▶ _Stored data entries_
————————

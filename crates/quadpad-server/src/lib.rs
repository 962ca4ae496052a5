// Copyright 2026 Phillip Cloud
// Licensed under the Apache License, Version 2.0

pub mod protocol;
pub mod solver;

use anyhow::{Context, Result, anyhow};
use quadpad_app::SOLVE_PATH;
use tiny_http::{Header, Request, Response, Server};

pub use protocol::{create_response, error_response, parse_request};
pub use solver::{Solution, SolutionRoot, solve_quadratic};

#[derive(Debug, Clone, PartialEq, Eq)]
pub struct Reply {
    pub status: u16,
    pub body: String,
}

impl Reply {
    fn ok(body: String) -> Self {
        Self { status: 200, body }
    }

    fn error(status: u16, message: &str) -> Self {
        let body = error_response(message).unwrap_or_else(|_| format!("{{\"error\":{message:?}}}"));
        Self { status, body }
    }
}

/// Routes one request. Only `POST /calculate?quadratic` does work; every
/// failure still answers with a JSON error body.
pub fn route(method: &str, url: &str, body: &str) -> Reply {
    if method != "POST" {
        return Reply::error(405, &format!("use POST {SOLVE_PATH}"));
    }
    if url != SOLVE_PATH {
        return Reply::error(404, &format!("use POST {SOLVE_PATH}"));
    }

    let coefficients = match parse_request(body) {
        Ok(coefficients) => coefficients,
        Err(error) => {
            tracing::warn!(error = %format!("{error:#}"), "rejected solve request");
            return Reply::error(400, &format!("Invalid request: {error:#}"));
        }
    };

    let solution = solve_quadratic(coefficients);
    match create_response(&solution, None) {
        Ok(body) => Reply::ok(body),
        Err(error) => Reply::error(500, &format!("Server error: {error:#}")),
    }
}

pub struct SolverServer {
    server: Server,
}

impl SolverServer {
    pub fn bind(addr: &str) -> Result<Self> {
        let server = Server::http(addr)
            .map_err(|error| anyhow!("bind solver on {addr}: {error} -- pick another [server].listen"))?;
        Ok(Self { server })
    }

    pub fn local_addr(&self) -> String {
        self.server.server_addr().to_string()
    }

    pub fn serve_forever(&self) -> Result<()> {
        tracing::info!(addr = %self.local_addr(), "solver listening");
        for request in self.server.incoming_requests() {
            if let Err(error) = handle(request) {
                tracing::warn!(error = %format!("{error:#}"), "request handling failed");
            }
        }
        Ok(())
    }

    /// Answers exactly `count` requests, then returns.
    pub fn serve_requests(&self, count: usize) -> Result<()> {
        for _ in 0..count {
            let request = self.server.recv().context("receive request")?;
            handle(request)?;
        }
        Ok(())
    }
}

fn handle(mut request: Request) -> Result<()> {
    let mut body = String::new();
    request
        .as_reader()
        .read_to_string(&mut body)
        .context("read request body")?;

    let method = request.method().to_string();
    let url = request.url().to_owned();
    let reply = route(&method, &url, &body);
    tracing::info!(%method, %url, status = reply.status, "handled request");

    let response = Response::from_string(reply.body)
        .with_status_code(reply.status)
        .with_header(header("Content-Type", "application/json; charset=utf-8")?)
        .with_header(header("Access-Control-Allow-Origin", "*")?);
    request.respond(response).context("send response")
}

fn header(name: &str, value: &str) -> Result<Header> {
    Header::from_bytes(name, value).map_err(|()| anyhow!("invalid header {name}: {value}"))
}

————————

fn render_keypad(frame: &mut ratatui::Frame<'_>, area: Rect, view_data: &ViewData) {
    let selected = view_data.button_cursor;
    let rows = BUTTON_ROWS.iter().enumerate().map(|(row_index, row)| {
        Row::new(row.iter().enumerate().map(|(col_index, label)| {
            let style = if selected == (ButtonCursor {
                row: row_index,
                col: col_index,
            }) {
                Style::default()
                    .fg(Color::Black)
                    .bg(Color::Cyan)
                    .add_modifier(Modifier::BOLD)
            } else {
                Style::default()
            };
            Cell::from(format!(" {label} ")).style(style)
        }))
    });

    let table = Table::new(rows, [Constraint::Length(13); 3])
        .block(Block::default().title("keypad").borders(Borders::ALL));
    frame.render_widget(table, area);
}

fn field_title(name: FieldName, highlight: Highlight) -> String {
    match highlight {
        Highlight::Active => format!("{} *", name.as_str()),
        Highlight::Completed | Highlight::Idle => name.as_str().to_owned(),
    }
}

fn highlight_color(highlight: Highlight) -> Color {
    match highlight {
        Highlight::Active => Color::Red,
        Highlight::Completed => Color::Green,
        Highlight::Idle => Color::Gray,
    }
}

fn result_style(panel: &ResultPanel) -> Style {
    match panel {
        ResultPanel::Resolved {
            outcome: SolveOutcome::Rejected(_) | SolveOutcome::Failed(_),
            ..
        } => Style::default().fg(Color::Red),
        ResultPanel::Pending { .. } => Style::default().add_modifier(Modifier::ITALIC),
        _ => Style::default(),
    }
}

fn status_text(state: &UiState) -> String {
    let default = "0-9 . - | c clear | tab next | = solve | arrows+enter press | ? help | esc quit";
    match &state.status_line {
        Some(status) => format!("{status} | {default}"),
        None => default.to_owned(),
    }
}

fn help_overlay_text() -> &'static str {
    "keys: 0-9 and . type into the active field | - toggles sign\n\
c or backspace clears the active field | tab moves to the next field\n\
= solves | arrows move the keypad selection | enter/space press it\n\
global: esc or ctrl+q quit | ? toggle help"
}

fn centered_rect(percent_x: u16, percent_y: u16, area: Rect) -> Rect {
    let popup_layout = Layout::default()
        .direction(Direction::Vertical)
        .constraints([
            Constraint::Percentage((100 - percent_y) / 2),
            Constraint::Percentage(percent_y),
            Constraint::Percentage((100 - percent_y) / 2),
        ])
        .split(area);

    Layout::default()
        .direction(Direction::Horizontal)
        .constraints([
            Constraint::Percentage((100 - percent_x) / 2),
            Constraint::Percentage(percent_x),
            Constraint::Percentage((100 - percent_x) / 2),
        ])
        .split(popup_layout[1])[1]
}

————————

▶ _Work instruction_
Count every line above that holds the word "arrows", and state the number and nothing more.

▶ _Response box_
2